● **Work request**:
Check every line of the listing below for the word "contents" and give the number of lines where it appears, with nothing added.

● **Material to process**:
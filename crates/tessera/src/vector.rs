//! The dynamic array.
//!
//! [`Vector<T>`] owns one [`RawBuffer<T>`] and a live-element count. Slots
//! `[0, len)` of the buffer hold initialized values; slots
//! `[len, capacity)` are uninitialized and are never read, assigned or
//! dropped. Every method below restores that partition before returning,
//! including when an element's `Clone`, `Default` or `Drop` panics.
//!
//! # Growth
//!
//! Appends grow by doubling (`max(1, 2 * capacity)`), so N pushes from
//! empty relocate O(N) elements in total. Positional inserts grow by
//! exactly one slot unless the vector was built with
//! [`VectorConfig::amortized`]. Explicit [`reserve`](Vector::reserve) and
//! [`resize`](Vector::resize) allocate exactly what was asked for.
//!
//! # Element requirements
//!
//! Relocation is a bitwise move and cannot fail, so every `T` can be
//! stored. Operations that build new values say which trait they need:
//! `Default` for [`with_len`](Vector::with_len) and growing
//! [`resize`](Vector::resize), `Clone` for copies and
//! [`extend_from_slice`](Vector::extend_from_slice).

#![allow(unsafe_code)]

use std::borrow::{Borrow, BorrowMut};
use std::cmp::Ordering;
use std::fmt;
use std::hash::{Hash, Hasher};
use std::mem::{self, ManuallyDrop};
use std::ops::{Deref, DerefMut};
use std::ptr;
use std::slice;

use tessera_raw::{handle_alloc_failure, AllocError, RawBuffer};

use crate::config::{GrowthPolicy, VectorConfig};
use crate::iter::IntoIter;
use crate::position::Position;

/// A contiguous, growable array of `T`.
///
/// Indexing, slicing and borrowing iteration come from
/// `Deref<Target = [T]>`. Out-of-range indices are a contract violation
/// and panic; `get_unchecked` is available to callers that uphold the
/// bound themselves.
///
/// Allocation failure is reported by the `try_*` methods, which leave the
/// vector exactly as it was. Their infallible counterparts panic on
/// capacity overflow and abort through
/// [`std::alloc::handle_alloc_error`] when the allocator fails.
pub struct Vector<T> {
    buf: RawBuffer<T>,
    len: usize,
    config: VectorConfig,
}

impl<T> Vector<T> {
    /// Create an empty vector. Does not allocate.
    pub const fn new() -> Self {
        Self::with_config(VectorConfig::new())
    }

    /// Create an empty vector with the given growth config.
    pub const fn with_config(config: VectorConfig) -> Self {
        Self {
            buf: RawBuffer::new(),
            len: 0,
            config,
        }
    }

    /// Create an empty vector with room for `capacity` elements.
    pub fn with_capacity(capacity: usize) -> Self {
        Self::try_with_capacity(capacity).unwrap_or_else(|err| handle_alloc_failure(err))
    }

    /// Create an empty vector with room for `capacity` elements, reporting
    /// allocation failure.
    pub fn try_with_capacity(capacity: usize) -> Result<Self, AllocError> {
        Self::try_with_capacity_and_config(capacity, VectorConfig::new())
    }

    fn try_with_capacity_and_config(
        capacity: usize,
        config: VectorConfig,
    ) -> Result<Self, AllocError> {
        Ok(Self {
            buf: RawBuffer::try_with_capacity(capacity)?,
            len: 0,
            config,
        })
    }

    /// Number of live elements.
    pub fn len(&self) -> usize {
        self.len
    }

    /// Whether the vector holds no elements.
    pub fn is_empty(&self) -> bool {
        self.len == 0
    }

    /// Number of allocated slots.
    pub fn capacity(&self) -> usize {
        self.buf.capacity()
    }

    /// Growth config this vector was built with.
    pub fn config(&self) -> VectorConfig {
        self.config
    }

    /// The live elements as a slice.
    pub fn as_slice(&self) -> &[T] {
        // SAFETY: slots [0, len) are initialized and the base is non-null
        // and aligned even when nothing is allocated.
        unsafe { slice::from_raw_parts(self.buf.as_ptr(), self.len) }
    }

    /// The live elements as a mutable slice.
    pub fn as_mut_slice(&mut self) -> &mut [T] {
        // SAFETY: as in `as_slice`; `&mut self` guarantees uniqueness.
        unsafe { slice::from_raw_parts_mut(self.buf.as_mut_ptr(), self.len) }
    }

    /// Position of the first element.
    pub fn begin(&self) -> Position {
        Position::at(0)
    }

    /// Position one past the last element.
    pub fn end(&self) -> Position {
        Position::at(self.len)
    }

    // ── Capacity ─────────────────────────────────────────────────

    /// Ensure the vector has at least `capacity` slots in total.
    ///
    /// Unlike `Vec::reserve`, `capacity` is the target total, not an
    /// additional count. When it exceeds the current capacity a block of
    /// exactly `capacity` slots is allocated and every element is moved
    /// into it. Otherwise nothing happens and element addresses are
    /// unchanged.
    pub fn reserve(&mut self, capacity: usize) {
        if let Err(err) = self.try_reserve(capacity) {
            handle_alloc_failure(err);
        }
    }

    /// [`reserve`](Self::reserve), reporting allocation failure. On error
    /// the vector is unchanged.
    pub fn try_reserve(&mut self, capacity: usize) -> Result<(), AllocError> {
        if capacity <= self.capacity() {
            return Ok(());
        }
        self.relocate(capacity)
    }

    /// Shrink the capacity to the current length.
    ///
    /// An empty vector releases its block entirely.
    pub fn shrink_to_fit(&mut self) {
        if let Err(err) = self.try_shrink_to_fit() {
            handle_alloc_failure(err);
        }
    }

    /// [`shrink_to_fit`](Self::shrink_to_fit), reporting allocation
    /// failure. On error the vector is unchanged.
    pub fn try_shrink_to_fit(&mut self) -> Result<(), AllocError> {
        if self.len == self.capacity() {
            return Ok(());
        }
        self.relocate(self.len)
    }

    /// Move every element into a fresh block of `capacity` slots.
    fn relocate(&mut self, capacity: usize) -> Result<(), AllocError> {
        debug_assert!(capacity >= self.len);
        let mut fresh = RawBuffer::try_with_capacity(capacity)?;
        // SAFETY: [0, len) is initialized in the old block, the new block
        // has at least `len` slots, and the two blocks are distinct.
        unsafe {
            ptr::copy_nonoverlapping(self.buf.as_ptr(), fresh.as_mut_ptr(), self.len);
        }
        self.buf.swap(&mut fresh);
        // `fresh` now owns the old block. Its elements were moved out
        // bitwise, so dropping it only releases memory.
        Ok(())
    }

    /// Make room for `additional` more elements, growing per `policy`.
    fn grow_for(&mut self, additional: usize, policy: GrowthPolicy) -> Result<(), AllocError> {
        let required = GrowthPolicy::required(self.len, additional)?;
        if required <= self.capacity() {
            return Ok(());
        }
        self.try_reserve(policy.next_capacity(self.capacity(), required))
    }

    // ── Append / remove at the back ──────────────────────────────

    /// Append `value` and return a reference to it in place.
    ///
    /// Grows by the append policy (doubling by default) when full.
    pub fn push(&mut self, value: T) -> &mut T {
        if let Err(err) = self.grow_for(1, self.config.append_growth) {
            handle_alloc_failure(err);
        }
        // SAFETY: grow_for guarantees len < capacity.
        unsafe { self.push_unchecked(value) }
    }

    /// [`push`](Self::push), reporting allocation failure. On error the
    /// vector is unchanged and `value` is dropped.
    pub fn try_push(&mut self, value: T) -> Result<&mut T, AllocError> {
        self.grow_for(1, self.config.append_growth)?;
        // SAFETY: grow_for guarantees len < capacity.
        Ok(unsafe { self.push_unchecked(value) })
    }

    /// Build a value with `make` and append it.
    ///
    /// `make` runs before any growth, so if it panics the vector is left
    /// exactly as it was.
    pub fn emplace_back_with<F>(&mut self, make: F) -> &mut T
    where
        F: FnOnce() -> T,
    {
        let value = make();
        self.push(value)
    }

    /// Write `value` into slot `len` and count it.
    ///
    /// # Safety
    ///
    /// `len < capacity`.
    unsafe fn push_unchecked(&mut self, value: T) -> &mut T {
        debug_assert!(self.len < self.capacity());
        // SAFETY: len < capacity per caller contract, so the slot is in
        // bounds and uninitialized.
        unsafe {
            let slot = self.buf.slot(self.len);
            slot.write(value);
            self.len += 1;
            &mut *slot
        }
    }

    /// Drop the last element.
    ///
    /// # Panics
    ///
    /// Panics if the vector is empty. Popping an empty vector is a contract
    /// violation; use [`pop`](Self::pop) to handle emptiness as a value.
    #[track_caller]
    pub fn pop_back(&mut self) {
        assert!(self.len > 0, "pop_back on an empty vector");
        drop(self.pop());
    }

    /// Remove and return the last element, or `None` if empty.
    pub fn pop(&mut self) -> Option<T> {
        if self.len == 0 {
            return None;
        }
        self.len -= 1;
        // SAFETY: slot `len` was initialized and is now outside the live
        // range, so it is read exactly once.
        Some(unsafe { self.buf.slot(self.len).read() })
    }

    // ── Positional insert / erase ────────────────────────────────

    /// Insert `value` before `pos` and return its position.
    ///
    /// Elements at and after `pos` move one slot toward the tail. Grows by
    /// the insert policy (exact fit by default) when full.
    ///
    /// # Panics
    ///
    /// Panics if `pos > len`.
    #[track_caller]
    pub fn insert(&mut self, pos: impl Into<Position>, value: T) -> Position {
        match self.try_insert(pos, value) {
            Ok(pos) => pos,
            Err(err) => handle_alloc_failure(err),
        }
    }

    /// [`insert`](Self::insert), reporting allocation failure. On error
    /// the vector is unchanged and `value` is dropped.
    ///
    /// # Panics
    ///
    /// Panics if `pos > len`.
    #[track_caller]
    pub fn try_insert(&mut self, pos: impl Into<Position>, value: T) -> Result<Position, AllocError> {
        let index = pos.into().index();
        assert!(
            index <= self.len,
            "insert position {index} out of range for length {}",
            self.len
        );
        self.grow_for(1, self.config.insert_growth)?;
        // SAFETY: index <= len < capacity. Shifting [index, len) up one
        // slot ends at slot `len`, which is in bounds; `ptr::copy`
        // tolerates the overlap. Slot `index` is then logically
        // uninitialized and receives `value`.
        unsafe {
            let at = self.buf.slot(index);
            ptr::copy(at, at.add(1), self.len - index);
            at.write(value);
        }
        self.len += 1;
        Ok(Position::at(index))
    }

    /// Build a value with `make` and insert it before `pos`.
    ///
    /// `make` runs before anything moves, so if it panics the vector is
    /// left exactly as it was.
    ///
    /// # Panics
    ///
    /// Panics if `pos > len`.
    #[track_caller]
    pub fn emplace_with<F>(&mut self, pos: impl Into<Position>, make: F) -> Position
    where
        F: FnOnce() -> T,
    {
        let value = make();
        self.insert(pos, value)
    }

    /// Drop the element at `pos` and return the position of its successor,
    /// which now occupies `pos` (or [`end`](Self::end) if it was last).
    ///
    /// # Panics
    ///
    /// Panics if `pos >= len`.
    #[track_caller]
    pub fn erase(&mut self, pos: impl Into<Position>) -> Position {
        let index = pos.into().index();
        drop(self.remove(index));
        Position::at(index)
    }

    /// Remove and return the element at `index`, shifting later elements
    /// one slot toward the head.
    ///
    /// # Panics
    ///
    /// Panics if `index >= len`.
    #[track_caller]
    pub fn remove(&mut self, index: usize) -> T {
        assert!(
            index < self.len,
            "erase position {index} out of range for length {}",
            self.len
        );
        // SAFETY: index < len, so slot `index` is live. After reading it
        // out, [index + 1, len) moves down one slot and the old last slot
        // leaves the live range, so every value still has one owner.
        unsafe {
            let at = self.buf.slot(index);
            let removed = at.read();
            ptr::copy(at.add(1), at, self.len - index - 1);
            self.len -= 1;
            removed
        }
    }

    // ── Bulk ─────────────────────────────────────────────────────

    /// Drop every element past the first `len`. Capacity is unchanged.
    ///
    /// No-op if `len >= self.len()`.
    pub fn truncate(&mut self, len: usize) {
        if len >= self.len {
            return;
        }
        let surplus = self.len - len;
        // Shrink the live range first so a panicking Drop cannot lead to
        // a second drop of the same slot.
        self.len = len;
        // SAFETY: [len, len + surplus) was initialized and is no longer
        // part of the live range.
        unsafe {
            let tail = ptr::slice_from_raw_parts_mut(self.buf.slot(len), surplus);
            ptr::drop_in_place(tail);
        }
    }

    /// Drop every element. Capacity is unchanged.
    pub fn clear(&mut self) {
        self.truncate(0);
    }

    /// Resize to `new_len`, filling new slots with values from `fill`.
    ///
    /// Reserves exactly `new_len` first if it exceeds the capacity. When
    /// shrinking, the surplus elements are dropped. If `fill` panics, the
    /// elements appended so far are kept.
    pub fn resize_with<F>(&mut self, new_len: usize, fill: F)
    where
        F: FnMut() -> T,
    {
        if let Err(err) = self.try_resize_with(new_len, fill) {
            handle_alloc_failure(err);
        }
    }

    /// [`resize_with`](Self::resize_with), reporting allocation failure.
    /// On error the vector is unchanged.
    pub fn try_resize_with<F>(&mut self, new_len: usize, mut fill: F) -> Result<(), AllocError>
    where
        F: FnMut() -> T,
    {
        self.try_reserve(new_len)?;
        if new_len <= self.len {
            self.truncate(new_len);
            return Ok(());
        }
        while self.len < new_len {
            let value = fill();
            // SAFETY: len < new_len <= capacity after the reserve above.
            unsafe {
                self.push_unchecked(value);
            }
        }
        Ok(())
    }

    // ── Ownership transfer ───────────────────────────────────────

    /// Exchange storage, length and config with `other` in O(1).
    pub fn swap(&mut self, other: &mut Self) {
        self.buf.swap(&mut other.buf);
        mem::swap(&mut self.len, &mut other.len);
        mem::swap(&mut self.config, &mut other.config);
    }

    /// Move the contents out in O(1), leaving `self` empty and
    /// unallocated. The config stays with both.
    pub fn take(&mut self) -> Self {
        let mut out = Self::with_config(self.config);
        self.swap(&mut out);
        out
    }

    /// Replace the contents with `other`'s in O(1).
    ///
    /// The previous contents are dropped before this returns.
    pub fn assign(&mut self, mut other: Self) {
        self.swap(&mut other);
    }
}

● **Answer space**:
3